NOVIOLET BULAWAYO | Escrever Zimbabué nas Páginas do Mundo

NOVIOLET BULAWAYO | Escrever Zimbabué nas Páginas do Mundo

É o pseudónimo de Elisabeth Zandile Tshele, uma escritora do Zimbabué que tem tido muito sucesso e vem acumulando vários prémios ao longo de sua carreira literária.

Nasceu no dia 10 de Dezembro de 1981, em Tsholotsho, uma cidade do Zimbabué que fica situada na Província de Matabeleland Norte. Porém, cresceu e passou grande parte da sua vida no distrito de Bulawayo.

O nome Noviolet Bulawayo surgiu da vontade de honrar a sua mãe e a sua cidade. Violet era o nome da sua mãe, que faleceu quando ela tinha apenas 18 anos de idade. Ao adotar o nome dela, juntou-lhe um prefixo: “No”. Na língua sul-africana significa “Com”. E o apelido Bulawayo veio do desejo de se conectar com a sua Cidade, mesmo estando longe fisicamente devido aos estudos.

Em termos de educação, Noviolet estudou na escola Njube High School e, depois, na escola Mzilikazi High School, que ficam localizadas em Bulawayo. Na juventude, partiu para os Estados Unidos e terminou os seus estudos secundários na escola Kalamazoo Valley Community.

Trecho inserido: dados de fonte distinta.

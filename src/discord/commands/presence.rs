// Bot presence. Points people at the main command.

use poise::serenity_prelude as serenity;

pub fn status_text(prefix: &str) -> String {
    format!("{}emoji", prefix)
}

/// Called once the bot is ready.
pub fn on_ready(ctx: &serenity::Context, prefix: &str) {
    let activity = serenity::ActivityData::playing(status_text(prefix));
    ctx.set_presence(Some(activity), serenity::OnlineStatus::Online);
}
use crate::core::youtube::thumbnail_url;
use crate::discord::{Context, Error};
use chrono::Utc;

/// Get the full size thumbnail of a YouTube video.
#[poise::command(prefix_command, aliases("yt"))]
pub async fn thumbnail(
    ctx: Context<'_>,
    #[description = "YouTube video URL"] url: String,
) -> Result<(), Error> {
    match thumbnail_url(&url, Utc::now()) {
        Ok(thumbnail) => {
            ctx.reply(thumbnail).await?;
        }
        Err(e) => tracing::debug!("Ignoring thumbnail request: {}", e),
    }
    Ok(())
}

Licenciou-se na Universidade pública Texas A&M University - Commerce. Fez um mestrado em Belas Artes pela Cornell University e foi agraciada com uma bolsa de estudos Truman Capote.

Em 2011, ganhou o prémio Caine Prize com o seu livro “Hitting Budapest”, conto que originou o seu romance de estreia “We Need New Names”. Este é um romance que conta a história de Darling, uma menina de dez anos que tem a sua casa destruída violentamente a mando do governo e sonha sair do Paraíso para morar nos Estados Unidos. Darling consegue realizar o seu sonho e a partir desse momento. Enfrenta novos desafios nesse país.

O livro segundo da autora foi escrito durante o período em que o seu país estava arruinado por causa da liderança. O livro é uma forma de mostrar a importância de repensar a vida e os seus caminhos, pensar nas coisas e na forma como elas devem ser feitas. O livro também trouxe um olhar mais profundo sobre a situação dos imigrantes e os seus desafios e foi selecionado para o “Man Booker Prize” (2013), “Guardian First Book Award” e finalista do concurso “Barnes & Noble Discover Award”. Ainda venceu o prémio “Etisalat Prize for Literature” e “Los Angeles Times Book Prize”.

Com a nomeação para o “Man Booker Prize” (2013), Noviolet Bulawayo tornou-se na primeira escritora zimbabueana a receber tal distinção.

Além dos livros já mencionados, Noviolet escreveu outros livros como “A Neve e as Goiabas” (2013), Snapshots (2014), “Granta#3 Jakt” (2014) e “Country Country” (2020).